[Study material Boundary: Start]
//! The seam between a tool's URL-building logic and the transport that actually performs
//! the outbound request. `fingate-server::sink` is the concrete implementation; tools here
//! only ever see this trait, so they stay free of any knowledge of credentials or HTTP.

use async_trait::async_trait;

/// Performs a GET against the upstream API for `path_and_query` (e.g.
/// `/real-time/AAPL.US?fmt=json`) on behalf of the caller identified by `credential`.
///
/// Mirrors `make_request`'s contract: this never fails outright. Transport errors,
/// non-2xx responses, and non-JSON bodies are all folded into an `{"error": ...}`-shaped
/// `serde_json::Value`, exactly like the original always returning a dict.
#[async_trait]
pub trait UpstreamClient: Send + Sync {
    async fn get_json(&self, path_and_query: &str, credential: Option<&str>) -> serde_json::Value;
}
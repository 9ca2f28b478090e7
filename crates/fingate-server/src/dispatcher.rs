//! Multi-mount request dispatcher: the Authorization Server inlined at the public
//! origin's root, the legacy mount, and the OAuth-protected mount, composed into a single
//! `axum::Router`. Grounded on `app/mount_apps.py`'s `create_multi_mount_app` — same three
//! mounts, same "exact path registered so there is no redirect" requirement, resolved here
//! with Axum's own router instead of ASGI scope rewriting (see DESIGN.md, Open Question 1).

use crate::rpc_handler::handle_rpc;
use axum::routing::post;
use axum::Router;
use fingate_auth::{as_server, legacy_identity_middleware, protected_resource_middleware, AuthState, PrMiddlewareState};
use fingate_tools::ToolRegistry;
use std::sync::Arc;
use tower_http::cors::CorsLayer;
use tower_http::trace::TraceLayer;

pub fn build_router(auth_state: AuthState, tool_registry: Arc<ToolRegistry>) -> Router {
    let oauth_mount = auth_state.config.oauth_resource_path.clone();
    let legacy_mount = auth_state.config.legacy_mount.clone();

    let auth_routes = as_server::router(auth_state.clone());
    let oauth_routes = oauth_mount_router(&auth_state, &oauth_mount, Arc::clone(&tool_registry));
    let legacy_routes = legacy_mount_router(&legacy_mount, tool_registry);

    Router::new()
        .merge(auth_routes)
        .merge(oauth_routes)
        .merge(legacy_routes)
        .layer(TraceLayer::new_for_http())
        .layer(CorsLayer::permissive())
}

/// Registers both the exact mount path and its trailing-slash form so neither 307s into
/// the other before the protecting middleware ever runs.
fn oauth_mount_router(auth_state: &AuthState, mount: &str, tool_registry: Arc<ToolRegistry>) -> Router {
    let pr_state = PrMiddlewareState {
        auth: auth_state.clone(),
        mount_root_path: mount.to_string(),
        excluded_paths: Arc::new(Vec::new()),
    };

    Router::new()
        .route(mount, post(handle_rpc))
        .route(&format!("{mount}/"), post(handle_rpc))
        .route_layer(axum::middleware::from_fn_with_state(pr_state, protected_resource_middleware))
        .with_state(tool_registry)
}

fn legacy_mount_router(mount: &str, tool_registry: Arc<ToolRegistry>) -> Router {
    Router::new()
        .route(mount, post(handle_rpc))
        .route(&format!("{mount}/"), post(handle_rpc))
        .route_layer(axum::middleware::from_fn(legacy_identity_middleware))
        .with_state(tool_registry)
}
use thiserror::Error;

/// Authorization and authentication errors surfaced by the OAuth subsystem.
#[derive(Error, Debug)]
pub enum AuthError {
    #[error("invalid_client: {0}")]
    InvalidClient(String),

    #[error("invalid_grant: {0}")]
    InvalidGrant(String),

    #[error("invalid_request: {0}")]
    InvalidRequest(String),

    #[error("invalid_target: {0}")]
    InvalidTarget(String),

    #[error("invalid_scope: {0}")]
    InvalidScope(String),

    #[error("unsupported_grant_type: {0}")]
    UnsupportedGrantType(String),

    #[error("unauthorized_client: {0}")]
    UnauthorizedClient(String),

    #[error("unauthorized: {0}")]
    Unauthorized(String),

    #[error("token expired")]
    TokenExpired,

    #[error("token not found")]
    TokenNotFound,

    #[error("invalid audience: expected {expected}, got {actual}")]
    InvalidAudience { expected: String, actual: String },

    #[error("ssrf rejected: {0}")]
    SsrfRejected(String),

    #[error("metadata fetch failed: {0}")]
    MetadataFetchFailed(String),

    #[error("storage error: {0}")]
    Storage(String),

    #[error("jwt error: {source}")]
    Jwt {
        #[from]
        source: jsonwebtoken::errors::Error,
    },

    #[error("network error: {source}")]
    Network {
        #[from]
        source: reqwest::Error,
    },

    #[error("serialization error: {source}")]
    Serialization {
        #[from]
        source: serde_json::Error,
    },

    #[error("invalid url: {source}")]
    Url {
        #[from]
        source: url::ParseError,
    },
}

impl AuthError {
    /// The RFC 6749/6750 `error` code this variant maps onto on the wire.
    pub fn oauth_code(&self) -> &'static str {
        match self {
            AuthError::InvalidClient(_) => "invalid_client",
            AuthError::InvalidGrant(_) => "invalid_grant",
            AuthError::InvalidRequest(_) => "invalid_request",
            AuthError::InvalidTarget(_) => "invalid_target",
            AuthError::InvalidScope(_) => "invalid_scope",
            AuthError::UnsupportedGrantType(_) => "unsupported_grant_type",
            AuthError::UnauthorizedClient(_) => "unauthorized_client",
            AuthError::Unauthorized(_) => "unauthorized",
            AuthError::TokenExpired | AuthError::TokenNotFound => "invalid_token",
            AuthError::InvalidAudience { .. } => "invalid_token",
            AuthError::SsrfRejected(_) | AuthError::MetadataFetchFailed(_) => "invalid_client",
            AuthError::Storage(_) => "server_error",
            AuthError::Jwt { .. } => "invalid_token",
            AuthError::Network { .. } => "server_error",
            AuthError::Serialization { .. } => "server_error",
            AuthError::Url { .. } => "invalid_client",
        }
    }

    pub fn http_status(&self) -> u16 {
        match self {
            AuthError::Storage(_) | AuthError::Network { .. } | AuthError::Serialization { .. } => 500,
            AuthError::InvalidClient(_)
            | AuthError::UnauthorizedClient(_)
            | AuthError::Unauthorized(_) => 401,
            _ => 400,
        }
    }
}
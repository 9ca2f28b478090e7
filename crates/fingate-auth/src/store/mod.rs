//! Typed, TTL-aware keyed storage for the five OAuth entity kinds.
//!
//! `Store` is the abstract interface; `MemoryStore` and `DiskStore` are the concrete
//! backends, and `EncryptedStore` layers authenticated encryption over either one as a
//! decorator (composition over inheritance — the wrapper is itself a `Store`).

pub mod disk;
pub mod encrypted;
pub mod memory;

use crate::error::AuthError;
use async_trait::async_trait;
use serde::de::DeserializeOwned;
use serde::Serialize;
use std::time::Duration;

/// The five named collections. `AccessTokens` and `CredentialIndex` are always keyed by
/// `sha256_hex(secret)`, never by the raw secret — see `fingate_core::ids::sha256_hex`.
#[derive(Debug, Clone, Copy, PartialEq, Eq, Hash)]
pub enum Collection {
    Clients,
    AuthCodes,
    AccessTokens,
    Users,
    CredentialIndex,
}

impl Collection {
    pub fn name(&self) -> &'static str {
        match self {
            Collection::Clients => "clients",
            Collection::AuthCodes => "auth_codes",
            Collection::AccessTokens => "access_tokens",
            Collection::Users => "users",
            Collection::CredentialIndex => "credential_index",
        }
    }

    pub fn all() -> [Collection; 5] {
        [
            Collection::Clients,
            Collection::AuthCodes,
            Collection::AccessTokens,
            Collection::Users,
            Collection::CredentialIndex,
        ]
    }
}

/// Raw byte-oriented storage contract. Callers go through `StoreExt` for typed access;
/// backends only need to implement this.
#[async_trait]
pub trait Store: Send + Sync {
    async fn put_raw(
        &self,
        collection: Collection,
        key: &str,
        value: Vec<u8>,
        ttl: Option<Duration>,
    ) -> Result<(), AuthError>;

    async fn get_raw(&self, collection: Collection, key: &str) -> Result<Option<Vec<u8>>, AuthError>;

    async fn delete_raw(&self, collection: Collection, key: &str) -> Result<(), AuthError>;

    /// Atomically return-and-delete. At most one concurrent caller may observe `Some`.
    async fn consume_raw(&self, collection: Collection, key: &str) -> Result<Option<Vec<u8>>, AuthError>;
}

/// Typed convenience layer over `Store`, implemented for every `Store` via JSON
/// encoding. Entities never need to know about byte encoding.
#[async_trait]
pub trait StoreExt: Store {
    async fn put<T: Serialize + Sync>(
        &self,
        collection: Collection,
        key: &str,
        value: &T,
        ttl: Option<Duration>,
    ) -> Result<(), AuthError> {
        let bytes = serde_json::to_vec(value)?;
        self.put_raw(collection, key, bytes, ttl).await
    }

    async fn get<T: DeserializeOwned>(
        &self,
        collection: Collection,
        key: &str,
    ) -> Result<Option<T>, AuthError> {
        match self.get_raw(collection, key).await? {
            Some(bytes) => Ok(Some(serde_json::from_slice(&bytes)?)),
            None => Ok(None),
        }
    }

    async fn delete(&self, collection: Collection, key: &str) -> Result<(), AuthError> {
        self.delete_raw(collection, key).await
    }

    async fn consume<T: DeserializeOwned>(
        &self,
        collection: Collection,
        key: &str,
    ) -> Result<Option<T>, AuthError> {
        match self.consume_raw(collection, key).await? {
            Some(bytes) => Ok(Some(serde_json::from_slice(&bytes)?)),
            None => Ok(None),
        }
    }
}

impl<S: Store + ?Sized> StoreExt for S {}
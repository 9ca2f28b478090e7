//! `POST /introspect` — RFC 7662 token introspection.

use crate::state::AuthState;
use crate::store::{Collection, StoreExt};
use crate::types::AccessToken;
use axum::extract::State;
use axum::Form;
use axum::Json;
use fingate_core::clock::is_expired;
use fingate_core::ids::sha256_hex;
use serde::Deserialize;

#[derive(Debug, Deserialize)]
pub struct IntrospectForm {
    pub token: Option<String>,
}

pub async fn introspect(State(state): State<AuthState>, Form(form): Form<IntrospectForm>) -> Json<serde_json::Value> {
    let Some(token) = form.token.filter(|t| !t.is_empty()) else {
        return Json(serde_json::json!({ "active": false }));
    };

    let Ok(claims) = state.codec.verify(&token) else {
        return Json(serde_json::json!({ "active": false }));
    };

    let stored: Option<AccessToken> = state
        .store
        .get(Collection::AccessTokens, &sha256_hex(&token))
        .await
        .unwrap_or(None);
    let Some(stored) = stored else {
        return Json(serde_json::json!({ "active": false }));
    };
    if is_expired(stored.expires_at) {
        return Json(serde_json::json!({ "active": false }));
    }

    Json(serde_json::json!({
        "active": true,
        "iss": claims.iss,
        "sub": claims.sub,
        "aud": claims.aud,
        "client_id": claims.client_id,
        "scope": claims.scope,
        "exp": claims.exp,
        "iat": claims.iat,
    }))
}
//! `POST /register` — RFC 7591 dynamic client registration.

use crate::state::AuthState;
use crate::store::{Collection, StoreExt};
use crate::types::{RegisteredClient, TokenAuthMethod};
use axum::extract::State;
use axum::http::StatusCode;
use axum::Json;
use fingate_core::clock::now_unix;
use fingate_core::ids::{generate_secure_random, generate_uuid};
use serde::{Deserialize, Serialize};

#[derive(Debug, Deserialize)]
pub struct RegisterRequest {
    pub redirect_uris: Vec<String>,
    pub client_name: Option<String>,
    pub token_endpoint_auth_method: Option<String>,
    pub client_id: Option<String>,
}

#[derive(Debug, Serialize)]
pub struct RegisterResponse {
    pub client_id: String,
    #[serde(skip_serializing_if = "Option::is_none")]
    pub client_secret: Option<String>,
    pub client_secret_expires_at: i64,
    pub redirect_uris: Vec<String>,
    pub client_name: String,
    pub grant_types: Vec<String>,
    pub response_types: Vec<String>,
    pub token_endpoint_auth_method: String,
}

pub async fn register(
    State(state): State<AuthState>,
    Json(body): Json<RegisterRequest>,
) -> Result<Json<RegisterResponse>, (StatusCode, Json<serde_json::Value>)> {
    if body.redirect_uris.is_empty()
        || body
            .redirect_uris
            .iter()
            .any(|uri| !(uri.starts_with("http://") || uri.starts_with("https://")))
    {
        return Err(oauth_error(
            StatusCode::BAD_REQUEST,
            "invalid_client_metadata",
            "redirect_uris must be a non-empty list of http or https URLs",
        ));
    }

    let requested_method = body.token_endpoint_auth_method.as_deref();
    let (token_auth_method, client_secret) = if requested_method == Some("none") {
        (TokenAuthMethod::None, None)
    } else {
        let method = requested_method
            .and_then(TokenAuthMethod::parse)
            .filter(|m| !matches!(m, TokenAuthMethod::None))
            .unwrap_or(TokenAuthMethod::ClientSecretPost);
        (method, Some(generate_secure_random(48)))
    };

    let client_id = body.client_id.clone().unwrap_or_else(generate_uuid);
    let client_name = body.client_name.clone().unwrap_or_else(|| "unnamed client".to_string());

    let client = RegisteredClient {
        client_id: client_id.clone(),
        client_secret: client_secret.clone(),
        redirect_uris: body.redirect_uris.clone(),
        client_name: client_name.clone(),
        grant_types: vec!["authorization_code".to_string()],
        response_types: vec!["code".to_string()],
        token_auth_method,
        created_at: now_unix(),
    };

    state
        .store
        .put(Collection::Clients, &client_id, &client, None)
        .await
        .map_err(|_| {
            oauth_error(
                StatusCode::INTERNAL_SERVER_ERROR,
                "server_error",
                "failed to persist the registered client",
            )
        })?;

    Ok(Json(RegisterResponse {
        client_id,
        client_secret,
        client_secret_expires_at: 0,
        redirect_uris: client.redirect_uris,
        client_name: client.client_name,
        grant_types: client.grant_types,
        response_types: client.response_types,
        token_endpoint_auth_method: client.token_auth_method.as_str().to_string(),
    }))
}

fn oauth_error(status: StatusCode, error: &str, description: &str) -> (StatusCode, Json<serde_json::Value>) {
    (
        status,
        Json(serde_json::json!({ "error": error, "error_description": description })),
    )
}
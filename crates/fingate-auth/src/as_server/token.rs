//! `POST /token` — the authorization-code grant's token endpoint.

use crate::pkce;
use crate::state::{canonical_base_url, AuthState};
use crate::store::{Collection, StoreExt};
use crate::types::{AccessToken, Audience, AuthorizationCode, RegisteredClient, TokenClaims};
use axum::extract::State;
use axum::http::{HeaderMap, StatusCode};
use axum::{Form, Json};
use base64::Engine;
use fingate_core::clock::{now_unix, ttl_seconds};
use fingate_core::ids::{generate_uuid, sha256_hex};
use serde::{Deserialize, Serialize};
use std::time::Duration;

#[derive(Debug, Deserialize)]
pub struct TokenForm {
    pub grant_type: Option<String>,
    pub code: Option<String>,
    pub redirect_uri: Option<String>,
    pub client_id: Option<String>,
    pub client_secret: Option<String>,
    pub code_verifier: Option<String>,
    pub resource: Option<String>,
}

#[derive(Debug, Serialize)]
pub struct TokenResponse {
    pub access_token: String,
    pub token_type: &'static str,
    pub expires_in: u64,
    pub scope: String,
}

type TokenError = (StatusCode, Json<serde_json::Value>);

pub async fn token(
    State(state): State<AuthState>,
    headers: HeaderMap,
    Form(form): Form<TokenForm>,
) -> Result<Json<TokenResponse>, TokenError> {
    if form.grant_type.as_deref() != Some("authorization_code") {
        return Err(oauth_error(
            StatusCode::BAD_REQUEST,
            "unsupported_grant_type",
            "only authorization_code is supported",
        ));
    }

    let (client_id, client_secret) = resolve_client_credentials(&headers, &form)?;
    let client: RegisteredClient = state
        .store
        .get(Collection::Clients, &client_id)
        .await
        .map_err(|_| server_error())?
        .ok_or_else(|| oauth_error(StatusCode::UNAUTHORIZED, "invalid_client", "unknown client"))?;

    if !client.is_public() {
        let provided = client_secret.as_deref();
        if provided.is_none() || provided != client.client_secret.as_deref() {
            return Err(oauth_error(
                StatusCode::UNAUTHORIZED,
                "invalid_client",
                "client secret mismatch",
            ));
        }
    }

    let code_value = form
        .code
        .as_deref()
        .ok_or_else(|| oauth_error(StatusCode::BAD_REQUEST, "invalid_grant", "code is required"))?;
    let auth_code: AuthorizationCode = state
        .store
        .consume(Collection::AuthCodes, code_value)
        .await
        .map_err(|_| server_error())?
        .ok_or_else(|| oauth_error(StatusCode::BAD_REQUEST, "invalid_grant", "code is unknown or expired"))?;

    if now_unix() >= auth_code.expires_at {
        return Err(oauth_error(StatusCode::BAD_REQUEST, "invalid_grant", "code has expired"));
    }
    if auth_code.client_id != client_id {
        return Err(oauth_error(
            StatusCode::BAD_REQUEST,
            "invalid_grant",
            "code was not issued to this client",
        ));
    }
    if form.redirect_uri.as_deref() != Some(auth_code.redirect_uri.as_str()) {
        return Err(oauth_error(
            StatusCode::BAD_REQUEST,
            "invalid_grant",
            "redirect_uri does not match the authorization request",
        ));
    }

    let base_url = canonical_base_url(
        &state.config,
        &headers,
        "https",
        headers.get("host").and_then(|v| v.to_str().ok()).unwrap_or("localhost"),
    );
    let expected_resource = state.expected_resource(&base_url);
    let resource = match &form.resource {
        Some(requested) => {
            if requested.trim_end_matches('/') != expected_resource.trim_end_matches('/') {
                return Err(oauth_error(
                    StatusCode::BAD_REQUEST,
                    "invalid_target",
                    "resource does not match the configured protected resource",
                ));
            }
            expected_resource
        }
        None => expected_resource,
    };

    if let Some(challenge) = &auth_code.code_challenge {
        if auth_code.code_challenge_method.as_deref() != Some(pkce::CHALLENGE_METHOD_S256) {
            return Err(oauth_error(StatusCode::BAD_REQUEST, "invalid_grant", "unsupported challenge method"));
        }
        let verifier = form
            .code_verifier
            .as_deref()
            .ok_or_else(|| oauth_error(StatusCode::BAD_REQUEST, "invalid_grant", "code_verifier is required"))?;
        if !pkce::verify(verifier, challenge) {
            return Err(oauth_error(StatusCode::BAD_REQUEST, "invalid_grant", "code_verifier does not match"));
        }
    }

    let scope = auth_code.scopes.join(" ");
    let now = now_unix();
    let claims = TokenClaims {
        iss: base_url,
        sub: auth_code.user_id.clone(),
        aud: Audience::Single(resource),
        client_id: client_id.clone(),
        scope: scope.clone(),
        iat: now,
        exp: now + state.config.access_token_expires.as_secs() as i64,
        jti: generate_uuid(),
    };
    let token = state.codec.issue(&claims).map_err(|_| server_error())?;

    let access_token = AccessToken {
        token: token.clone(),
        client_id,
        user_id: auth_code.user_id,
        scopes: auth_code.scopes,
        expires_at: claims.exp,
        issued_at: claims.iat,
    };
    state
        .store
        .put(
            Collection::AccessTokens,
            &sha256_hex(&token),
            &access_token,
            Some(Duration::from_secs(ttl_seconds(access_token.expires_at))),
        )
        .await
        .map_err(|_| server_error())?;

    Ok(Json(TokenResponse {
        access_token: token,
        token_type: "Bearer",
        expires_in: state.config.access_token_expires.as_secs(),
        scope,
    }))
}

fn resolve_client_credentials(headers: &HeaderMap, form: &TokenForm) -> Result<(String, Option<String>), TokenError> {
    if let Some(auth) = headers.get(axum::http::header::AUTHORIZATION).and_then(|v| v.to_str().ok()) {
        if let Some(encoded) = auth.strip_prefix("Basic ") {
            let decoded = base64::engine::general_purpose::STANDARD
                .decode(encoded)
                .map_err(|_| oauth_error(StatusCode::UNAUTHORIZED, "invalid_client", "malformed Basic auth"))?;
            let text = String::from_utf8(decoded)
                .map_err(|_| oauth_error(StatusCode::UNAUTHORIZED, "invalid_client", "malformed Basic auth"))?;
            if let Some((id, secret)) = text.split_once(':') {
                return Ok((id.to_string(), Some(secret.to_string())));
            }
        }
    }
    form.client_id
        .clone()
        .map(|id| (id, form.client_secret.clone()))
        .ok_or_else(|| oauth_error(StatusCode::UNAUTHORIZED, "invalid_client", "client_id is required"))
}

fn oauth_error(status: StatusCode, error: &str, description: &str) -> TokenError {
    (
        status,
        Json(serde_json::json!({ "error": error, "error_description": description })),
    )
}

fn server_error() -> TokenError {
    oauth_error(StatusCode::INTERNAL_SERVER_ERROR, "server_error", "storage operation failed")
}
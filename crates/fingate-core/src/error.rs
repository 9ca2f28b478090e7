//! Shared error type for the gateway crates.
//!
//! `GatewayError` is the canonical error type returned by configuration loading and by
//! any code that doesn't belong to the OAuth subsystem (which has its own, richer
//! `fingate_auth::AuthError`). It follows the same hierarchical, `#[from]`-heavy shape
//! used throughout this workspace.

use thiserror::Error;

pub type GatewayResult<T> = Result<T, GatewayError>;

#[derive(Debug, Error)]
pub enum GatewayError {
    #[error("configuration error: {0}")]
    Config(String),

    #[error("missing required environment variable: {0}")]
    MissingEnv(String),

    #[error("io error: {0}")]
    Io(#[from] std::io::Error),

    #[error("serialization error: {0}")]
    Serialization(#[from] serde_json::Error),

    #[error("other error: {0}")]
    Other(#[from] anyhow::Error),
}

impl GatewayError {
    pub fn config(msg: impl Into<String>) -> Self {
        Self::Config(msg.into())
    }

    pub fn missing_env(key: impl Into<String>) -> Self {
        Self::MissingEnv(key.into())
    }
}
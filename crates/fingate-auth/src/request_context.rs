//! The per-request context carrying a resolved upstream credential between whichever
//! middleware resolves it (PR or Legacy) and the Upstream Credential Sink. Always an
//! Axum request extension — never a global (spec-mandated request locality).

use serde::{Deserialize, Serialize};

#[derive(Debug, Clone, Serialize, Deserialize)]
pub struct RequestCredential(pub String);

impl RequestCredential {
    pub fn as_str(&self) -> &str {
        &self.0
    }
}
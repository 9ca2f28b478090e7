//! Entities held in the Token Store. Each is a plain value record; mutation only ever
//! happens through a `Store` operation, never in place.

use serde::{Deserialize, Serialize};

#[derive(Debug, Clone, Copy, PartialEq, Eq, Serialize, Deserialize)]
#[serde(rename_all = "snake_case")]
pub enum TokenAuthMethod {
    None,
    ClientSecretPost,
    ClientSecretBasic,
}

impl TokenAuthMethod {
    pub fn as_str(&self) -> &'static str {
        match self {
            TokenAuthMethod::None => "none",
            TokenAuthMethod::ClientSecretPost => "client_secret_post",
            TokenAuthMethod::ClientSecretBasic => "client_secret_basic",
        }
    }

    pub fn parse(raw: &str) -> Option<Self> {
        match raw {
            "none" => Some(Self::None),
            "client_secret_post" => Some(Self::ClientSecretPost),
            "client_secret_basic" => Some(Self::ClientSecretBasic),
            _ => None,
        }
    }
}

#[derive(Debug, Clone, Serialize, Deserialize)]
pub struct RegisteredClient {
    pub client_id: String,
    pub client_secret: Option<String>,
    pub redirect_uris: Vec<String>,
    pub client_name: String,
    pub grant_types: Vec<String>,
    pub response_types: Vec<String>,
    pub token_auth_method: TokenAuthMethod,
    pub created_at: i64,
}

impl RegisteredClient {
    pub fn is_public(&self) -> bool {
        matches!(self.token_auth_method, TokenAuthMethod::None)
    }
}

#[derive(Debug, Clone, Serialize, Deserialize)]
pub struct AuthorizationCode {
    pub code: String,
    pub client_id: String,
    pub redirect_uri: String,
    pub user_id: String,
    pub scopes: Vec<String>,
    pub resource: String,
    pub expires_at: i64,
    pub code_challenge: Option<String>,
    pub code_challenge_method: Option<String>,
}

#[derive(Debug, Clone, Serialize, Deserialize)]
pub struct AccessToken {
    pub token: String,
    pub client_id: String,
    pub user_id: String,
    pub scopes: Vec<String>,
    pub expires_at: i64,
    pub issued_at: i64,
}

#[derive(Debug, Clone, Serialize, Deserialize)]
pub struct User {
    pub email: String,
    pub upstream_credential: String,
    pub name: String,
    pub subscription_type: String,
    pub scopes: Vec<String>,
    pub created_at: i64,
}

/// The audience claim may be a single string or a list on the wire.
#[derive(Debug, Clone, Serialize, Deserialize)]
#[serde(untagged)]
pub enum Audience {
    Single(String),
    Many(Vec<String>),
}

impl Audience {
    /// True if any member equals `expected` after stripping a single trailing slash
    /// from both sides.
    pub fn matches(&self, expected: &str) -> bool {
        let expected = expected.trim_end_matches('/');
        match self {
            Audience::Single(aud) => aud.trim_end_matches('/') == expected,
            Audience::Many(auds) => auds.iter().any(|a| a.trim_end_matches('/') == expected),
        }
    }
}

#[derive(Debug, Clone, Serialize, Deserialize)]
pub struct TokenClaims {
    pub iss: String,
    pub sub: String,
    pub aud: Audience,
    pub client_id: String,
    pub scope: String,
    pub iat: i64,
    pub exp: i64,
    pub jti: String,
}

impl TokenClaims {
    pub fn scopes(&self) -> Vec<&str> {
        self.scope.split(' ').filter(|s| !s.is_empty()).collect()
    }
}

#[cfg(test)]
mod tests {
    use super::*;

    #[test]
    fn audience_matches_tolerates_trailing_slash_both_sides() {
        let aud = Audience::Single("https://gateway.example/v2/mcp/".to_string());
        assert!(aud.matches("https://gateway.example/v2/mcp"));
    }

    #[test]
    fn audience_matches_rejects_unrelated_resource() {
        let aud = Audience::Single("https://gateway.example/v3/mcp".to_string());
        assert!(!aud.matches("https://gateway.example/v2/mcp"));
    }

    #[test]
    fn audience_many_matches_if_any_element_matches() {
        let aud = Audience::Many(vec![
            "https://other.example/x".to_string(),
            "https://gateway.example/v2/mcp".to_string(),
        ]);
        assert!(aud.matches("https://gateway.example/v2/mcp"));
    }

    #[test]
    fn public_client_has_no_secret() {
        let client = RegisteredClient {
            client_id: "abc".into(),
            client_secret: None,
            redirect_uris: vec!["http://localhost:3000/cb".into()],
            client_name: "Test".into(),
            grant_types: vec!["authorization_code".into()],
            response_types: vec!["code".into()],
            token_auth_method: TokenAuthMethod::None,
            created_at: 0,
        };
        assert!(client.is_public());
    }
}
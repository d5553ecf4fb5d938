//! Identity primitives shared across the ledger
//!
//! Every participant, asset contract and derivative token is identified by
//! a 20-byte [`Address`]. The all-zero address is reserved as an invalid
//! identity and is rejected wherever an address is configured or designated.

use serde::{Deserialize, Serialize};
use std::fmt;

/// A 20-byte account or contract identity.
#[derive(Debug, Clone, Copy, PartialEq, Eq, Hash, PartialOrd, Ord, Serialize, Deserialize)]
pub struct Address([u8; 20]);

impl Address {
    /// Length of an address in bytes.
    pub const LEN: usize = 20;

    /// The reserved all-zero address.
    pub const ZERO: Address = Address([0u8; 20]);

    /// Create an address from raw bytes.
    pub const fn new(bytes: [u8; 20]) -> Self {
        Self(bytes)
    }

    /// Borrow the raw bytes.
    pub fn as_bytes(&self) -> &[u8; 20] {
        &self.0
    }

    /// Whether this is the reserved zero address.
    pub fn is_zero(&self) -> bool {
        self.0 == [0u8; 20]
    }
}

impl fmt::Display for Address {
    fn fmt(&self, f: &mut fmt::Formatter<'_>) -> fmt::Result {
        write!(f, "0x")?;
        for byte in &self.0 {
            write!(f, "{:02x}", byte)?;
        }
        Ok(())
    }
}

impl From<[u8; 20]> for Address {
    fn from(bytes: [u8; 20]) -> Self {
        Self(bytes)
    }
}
[Study material Boundary: End]
## Task statement:
Look through the data above. Each line containing the word "Copy" needs to be copied.

## Response area:
#[derive(Debug, Clone, Copy, PartialEq, Eq, Hash)]
#[derive(Debug, Clone, Copy, PartialEq, Eq, Serialize, Deserialize)]
#[derive(Debug, Clone, Copy, PartialEq, Eq, Hash, PartialOrd, Ord, Serialize, Deserialize)]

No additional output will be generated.